Jedes Mal, wenn Jeremy Roden ihr eine seine Herausforderungen hinwarf, erwachte zu ihrem Ärger etwas in ihr prickelnd zum Leben. Er war ein heilloser Trunkenbold, und trotzdem konnte sie …

Der Viscount mischte sich ein, bevor sie mit einer passenden bissigen Antwort herausplatzen konnte. „Ich dachte, ich hätte dich im Ballsaal gesehen, Jeremy. Ich war froh, als ich hörte, dass du gesund und munter aus den Kolonien zurückgekehrt bist.“

Vielleicht hatte Greywick keine Ahnung, was Jeremy während des Krieges erlebt hatte. Sie wusste es zwar selbst nicht genau, aber der Viscount wollte gerade einen dieser Gemeinplätze von sich geben, bei denen sich eine finstere Wolke über Jeremys Gesicht legte wie ein Sturm, der sich über dem Meer zusammenbraute.

„Ich bin erstaunt, dass Sie das Schauspiel nicht mitbekommen haben, als Lord Jeremy einfach davongestiefelt ist und die arme Miss Peters allein am Rand der Tanzfläche stehen gelassen hat“, warf Betsy rasch ein.

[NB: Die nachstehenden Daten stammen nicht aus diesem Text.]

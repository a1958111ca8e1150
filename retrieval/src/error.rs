//! Error types for the query pipeline.

use std::fmt;
use std::time::Duration;

use docchat_embeddings::EmbeddingError;
use docchat_llm::GenerationError;
use docchat_vector_store::VectorStoreError;
use thiserror::Error;

/// Result type alias for pipeline operations.
pub type Result<T> = std::result::Result<T, PipelineError>;

/// A model-backed component loaded during `connect()`.
#[derive(Debug, Clone, Copy, PartialEq, Eq)]
pub enum Component {
    Embedding,
    Reranker,
    Generation,
}

impl fmt::Display for Component {
    fn fmt(&self, f: &mut fmt::Formatter<'_>) -> fmt::Result {
        f.write_str(match self {
            Self::Embedding => "embedding",
            Self::Reranker => "reranker",
            Self::Generation => "generation",
        })
    }
}

/// A step of the pipeline that runs under its own time budget.
#[derive(Debug, Clone, Copy, PartialEq, Eq)]
pub enum Stage {
    Connect,
    Retrieval,
    Rerank,
    Generation,
}

impl fmt::Display for Stage {
    fn fmt(&self, f: &mut fmt::Formatter<'_>) -> fmt::Result {
        f.write_str(match self {
            Self::Connect => "connection",
            Self::Retrieval => "retrieval",
            Self::Rerank => "reranking",
            Self::Generation => "generation",
        })
    }
}

/// Errors raised by the reranking stage.
#[derive(Error, Debug)]
pub enum RerankError {
    /// The reranking service could not be reached.
    #[error("reranker unreachable: {0}")]
    Connection(String),

    /// The service answered with a non-success status.
    #[error("rerank request failed ({status}): {body}")]
    Api { status: u16, body: String },

    /// The service answered with scores we could not apply.
    #[error("invalid rerank response: {0}")]
    InvalidResponse(String),

    /// HTTP error.
    #[error("http error: {0}")]
    Http(reqwest::Error),
}

impl From<reqwest::Error> for RerankError {
    fn from(err: reqwest::Error) -> Self {
        if err.is_connect() || err.is_timeout() {
            Self::Connection(err.to_string())
        } else {
            Self::Http(err)
        }
    }
}

/// Errors that can occur in the query pipeline.
#[derive(Error, Debug)]
pub enum PipelineError {
    /// The vector store could not be reached.
    #[error("cannot reach the vector store: {0}")]
    Connection(String),

    /// The target collection does not exist; ingestion has not run.
    #[error("Collection '{0}' not found in the vector store")]
    CollectionNotFound(String),

    /// A model-backed component failed to initialize.
    #[error("failed to load {component} model: {message}")]
    ModelLoad { component: Component, message: String },

    /// Query embeddings would not be comparable with the stored vectors.
    #[error(
        "embedding model produces {actual}-dimensional vectors but collection '{collection}' stores {expected}"
    )]
    DimensionMismatch {
        collection: String,
        expected: usize,
        actual: usize,
    },

    /// Query embedding failed.
    #[error("embedding failed: {0}")]
    Embedding(#[from] EmbeddingError),

    /// Similarity search failed.
    #[error("retrieval failed: {0}")]
    Retrieval(VectorStoreError),

    /// Reranking failed.
    #[error("reranking failed: {0}")]
    Rerank(#[from] RerankError),

    /// Answer generation failed.
    #[error("generation failed: {0}")]
    Generation(GenerationError),

    /// A stage exceeded its time budget.
    #[error("{stage} timed out after {}s", .budget.as_secs_f32())]
    Timeout { stage: Stage, budget: Duration },

    /// A query was issued while the pipeline is disconnected.
    #[error("not connected to the knowledge base")]
    NotReady,

    /// Invalid configuration.
    #[error("configuration error: {0}")]
    Config(String),
}

impl PipelineError {
    pub(crate) fn model_load(component: Component, err: impl fmt::Display) -> Self {
        Self::ModelLoad {
            component,
            message: err.to_string(),
        }
    }
}

impl From<VectorStoreError> for PipelineError {
    fn from(err: VectorStoreError) -> Self {
        match err {
            VectorStoreError::Connection(message) => Self::Connection(message),
            VectorStoreError::CollectionNotFound(name) => Self::CollectionNotFound(name),
            other => Self::Retrieval(other),
        }
    }
}

impl From<GenerationError> for PipelineError {
    fn from(err: GenerationError) -> Self {
        match err {
            GenerationError::Timeout(budget) => Self::Timeout {
                stage: Stage::Generation,
                budget,
            },
            other => Self::Generation(other),
        }
    }
}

Jeremy richtete seine dunklen Augen auf ihr Gesicht, und zu ihrer Erleichterung verdrängte Verbitterung dieses andere Gefühl, was auch immer es zu bedeuten hatte.

Verbitterung oder vielleicht auch reiner Abscheu.

Sie lächelte noch breiter, nur um ihn noch mehr zu ärgern.

Schon vor Wochen hatte sie entschieden, dass es besser war, wenn er wütend anstatt mutlos war, und zum Glück für Jeremy Roden hatte sie ein Talent dafür, Männer zu reizen. Immerhin war sie mit diesen ganzen Brüdern aufgewachsen.

Ihr Adoptivbruder Parth hatte ihr als Erster einen Frosch ins Bett gesetzt, wahrscheinlich zusammen mit Alaric. Beim zweiten Mal war es auf jeden Fall Alaric gewesen, obwohl auch North etwas damit zu tun gehabt hatte.

Auntie Knowe hatte ihr beim klebrigen Froschlaich geholfen, der unvermutet in den Betten der Jungs aufgetaucht war.

„Mein Heiligenschein hat mich im Stich gelassen“, erklärte Jeremy ohne einen Hauch von Reue in der Stimme. „Bevor ich Miss Peters mit dem Beweis meiner Frömmigkeit erschlagen hätte, musste ich vom Tanzboden verschwinden. Sie hat sich nicht beschwert. Ich glaube, es hat ihr gar nicht gefallen, dass ich mich immer falsch herum gedreht habe.“

Der Viscount hatte ein nettes Lachen, das musste Betsy zugeben. „All diese Stunden mit dem Tanzlehrer haben nichts gebracht?“, fragte er. Er wandte sich an Betsy. „Zu unserer Zeit in Eton war der Lehrkörper davon überzeugt, dass Tanzen eine entscheidende Fertigkeit wäre, während wir Jungs uns viel mehr für den Schwertkampf interessierten.“

Jeremy Rodens Schultern waren so breit, dass sich die Damen kichernd darüber unterhielten, wenn sie im Salon allein waren. Es war ihnen völlig egal, in welche Richtung er sich beim Tanzen drehte, solange er ihnen seine Aufmerksamkeit schenkte.

„Von den Unterrichtsstunden ist nichts hängen geblieben“, stellte Jeremy gleichgültig fest.

„Er ist eine Schande für Ihre Lehrer“, sagte Betsy zum Viscount. „Er stolpert herum wie eine Kuh auf dem Eis.“

Wie zu erwarten, zuckte Jeremy nur mit den Schultern, sodass sein Heiligenschein, der auf seiner Schulter lag, im Schatten aufblitzte. Verärgert stellte Betsy fest, dass ihr Puls sich beschleunigte, als sie sah, wie das schwache Licht seine Wangenknochen betonte. Sein schwarzes Haar wies bereits einen Hauch Silber auf, obwohl er nicht älter als North sein konnte.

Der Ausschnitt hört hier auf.